Physicists and astronomers had identified three possible solutions to the solar neutrino problem: Experimental errors, theoretical errors, or solar neutrinos doing something unexpected between the solar core and the earth-bound detector. Over the years John Bahcall responded to criticism after criticism of his solar model, in a way that personified for me the way a true scientist should respond--always dispassionately evaluating criticism of the model he had been working on for decades, never taking it personally.
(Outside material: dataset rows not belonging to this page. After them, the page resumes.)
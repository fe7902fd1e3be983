// Subsource API

use async_trait::async_trait;
use regex::Regex;
use reqwest::Client;
use serde::Deserialize;
use serde_json::{json, Value};
use std::time::Duration;

use super::{
    check_response, credential_str, http_client, is_active, ProviderError, SearchParams,
    SubtitleProvider, SubtitleResult,
};
use crate::services::languages;

const SUBSOURCE_API_BASE: &str = "https://api.subsource.net/api/v1";
const PAGE_LIMIT: u32 = 20;
const MAX_PAGES: u32 = 3;
const VALIDATION_IMDB_ID: &str = "tt0111161";

/// Subsource filters by English language name
const LANGUAGE_NAMES: &[(&str, &str)] = &[
    ("eng", "english"),
    ("pol", "polish"),
    ("spa", "spanish"),
    ("fre", "french"),
    ("ger", "german"),
    ("ita", "italian"),
    ("por", "portuguese"),
    ("pob", "brazilian_portuguese"),
    ("rus", "russian"),
    ("ara", "arabic"),
    ("chi", "chinese"),
    ("jpn", "japanese"),
    ("kor", "korean"),
    ("tur", "turkish"),
    ("dut", "dutch"),
    ("swe", "swedish"),
    ("nor", "norwegian"),
    ("dan", "danish"),
    ("fin", "finnish"),
    ("cze", "czech"),
    ("hun", "hungarian"),
    ("rum", "romanian"),
    ("gre", "greek"),
    ("heb", "hebrew"),
    ("tha", "thai"),
    ("vie", "vietnamese"),
];

pub struct SubSourceProvider {
    client: Client,
    user_agent: String,
}

#[derive(Debug, Default, Deserialize)]
#[serde(default)]
struct MovieSearchResponse {
    success: bool,
    data: Vec<MovieEntry>,
}

#[derive(Debug, Deserialize)]
#[serde(rename_all = "camelCase")]
struct MovieEntry {
    movie_id: i64,
}

#[derive(Debug, Default, Deserialize)]
#[serde(default)]
pub struct SubtitlesResponse {
    pub success: bool,
    pub data: Vec<SubSourceSubtitle>,
    pub pagination: Option<PageInfo>,
}

#[derive(Debug, Default, Deserialize)]
pub struct PageInfo {
    #[serde(default)]
    pub pages: u32,
}

#[derive(Debug, Default, Deserialize)]
#[serde(default, rename_all = "camelCase")]
pub struct SubSourceSubtitle {
    pub subtitle_id: i64,
    pub release_info: Vec<String>,
    pub commentary: Option<String>,
    pub contributors: Vec<Contributor>,
    pub rating: Option<Rating>,
    pub downloads: Option<i64>,
    pub hearing_impaired: Option<bool>,
    pub files: Option<i64>,
    pub framerate: Option<Value>,
    pub production_type: Option<Value>,
    pub release_type: Option<Value>,
}

#[derive(Debug, Default, Deserialize)]
pub struct Contributor {
    pub displayname: Option<String>,
}

#[derive(Debug, Default, Deserialize)]
#[serde(default)]
pub struct Rating {
    pub good: i64,
    pub total: i64,
}

pub fn subsource_language(code: &str) -> Option<&'static str> {
    let code = languages::normalize(code);
    LANGUAGE_NAMES
        .iter()
        .find(|(c, _)| *c == code)
        .map(|(_, name)| *name)
}

/// Whether release text names the episode, directly or inside a range
pub fn mentions_episode(text: &str, episode: u32) -> bool {
    let text = text.to_lowercase();
    let exact = [
        format!(r"\bep{:03}\b", episode),
        format!(r"\bep{:02}\b", episode),
        format!(r"\bep{}\b", episode),
        format!(r"\bepisode\s+{}\b", episode),
        format!(r"\b-\s*{:03}\b", episode),
        format!(r"\b{:03}\b", episode),
        format!(r"\b{:02}\b", episode),
    ];
    if exact
        .iter()
        .filter_map(|p| Regex::new(p).ok())
        .any(|re| re.is_match(&text))
    {
        return true;
    }

    [r"ep?(\d+)-(\d+)", r"(\d+)\s*-\s*(\d+)"]
        .iter()
        .filter_map(|p| Regex::new(p).ok())
        .any(|re| {
            re.captures_iter(&text).any(|caps| {
                let start = caps.get(1).and_then(|m| m.as_str().parse::<u32>().ok());
                let end = caps.get(2).and_then(|m| m.as_str().parse::<u32>().ok());
                matches!((start, end), (Some(s), Some(e)) if s <= episode && episode <= e)
            })
        })
}

pub fn parse_subtitles(
    response: SubtitlesResponse,
    language: &str,
    movie_id: i64,
    episode: Option<u32>,
) -> Vec<SubtitleResult> {
    response
        .data
        .into_iter()
        .filter_map(|sub| {
            let release_info = sub.release_info.join(" ");
            if let Some(episode) = episode.filter(|e| *e > 0) {
                let text = format!("{} {}", release_info, sub.commentary.as_deref().unwrap_or(""));
                if !mentions_episode(&text, episode) {
                    return None;
                }
            }

            let rating = sub
                .rating
                .as_ref()
                .filter(|r| r.total > 0)
                .map(|r| r.good as f64 / r.total as f64)
                .unwrap_or(0.0);
            let release_name = if release_info.is_empty() {
                format!("SubSource {}", sub.subtitle_id)
            } else {
                release_info
            };

            Some(SubtitleResult {
                provider_name: "subsource".to_string(),
                subtitle_id: sub.subtitle_id.to_string(),
                language: language.to_string(),
                release_name: Some(release_name),
                uploader: sub.contributors.into_iter().next().and_then(|c| c.displayname),
                download_count: Some(sub.downloads.unwrap_or(0)),
                rating: Some(rating),
                hearing_impaired: sub.hearing_impaired.unwrap_or(false),
                ai_translated: false,
                fps: None,
                forced: false,
                metadata: json!({
                    "hash_match": false,
                    "movie_id": movie_id,
                    "files": sub.files.unwrap_or(1),
                    "framerate": sub.framerate,
                    "production_type": sub.production_type,
                    "release_type": sub.release_type,
                    "commentary": sub.commentary,
                }),
            })
        })
        .collect()
}

impl SubSourceProvider {
    pub fn new(user_agent: String) -> Self {
        Self {
            client: http_client(Duration::from_secs(5)),
            user_agent,
        }
    }

    fn get(&self, api_key: &str, path: &str) -> reqwest::RequestBuilder {
        self.client
            .get(format!("{}{}", SUBSOURCE_API_BASE, path))
            .header("X-API-Key", api_key)
            .header("User-Agent", &self.user_agent)
    }

    async fn find_movie(
        &self,
        api_key: &str,
        imdb_id: &str,
        season: Option<u32>,
    ) -> Result<Option<i64>, ProviderError> {
        let mut query = vec![("searchType", "imdb".to_string()), ("imdb", imdb_id.to_string())];
        if let Some(season) = season {
            query.push(("season", season.to_string()));
        }
        let response = self.get(api_key, "/movies/search").query(&query).send().await?;
        let body: MovieSearchResponse = check_response(response, "Subsource movie search").await?.json().await?;
        if !body.success {
            return Ok(None);
        }
        Ok(body.data.first().map(|m| m.movie_id))
    }

    async fn subtitles_page(
        &self,
        api_key: &str,
        movie_id: i64,
        language: &str,
        page: u32,
    ) -> Result<SubtitlesResponse, ProviderError> {
        let query = [
            ("movieId", movie_id.to_string()),
            ("language", language.to_string()),
            ("page", page.to_string()),
            ("limit", PAGE_LIMIT.to_string()),
        ];
        let response = self.get(api_key, "/subtitles").query(&query).send().await?;
        Ok(check_response(response, "Subsource subtitles").await?.json().await?)
    }
}

#[async_trait]
impl SubtitleProvider for SubSourceProvider {
    fn name(&self) -> &'static str {
        "subsource"
    }

    fn display_name(&self) -> &'static str {
        "SubSource"
    }

    fn can_return_ass(&self) -> bool {
        true
    }

    fn supported_languages(&self) -> &'static [&'static str] {
        &[
            "eng", "pol", "spa", "fre", "ger", "ita", "por", "pob", "rus", "ara", "chi", "jpn",
            "kor", "tur", "dut", "swe", "nor", "dan", "fin", "cze", "hun", "rum", "gre", "heb",
            "tha", "vie",
        ]
    }

    async fn authenticate(&self, credentials: &Value) -> Result<Value, ProviderError> {
        let api_key = credential_str(Some(credentials), "api_key")
            .ok_or_else(|| ProviderError::Authentication("API key is required".into()))?;

        self.find_movie(api_key, VALIDATION_IMDB_ID, None)
            .await
            .map_err(|e| {
                tracing::error!("Subsource auth failed: {}", e);
                ProviderError::Authentication(format!("Invalid API key: {}", e))
            })?;

        Ok(json!({"api_key": api_key, "active": true}))
    }

    fn is_authenticated(&self, credentials: Option<&Value>) -> bool {
        is_active(credentials) && credential_str(credentials, "api_key").is_some()
    }

    async fn search(&self, params: &SearchParams) -> Result<Vec<SubtitleResult>, ProviderError> {
        let Some(imdb_id) = params.imdb_id.as_deref() else {
            return Ok(Vec::new());
        };
        let Some(api_key) = credential_str(params.credentials_for(self.name()), "api_key") else {
            return Err(ProviderError::Authentication("Not authenticated with Subsource".into()));
        };

        let Some(movie_id) = self.find_movie(api_key, imdb_id, params.season).await? else {
            tracing::debug!("Subsource has no entry for {}", imdb_id);
            return Ok(Vec::new());
        };

        let default_languages = vec!["eng".to_string()];
        let wanted = if params.languages.is_empty() {
            &default_languages
        } else {
            &params.languages
        };

        let mut results = Vec::new();
        for code in wanted {
            let Some(language) = subsource_language(code) else {
                continue;
            };

            for page in 1..=MAX_PAGES {
                let response = self.subtitles_page(api_key, movie_id, language, page).await?;
                if !response.success || response.data.is_empty() {
                    break;
                }
                let pages = response.pagination.as_ref().map(|p| p.pages).unwrap_or(1);
                results.extend(parse_subtitles(response, code, movie_id, params.episode));
                if page >= pages {
                    break;
                }
            }
        }

        tracing::info!("Subsource returned {} results for {}", results.len(), imdb_id);
        Ok(results)
    }

    /// Subsource has no public file links
    async fn download_url(
        &self,
        _credentials: Option<&Value>,
        _subtitle_id: &str,
    ) -> Result<Option<String>, ProviderError> {
        Ok(None)
    }

    async fn download_subtitle(
        &self,
        credentials: Option<&Value>,
        subtitle_id: &str,
    ) -> Result<Vec<u8>, ProviderError> {
        let api_key = credential_str(credentials, "api_key")
            .ok_or_else(|| ProviderError::Authentication("Not authenticated with Subsource".into()))?;
        let id: i64 = subtitle_id
            .parse()
            .map_err(|_| ProviderError::Other(format!("Invalid Subsource id: {}", subtitle_id)))?;

        let response = self
            .get(api_key, &format!("/subtitles/{}/download", id))
            .send()
            .await?;
        let response = check_response(response, "Subsource download").await?;
        Ok(response.bytes().await?.to_vec())
    }
}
While an assistant professor at the University of Pennsylvania, as a member of an international collaboration running an experiment that would ultimately solve the solar neutrino problem, I had the pleasure of meeting with John Bahcall on a number of occasions. I had also read and re-read much of this fine book authored by him, "Neutrino Astrophysics." John would drive down from Princeton, and--not to put too fine a point on it--pump us for inside information on how the experiment was going. Eventually, when we announced our result, demonstrating that the solar neutrino problem arose from new properties of the neutrinos themselves, and not from experimental or theoretical errors, it delighted many in the community to see that John's long years of work had been vindicated. John won the National Medal of Science, the USA's highest scientific honor. Many, myself included, felt he should have shared the Nobel Prize for Physics with Ray Davis, but I suspect it bothered other people more than it bothered John. John just wanted to do the science. His attitude is one I strive to emulate.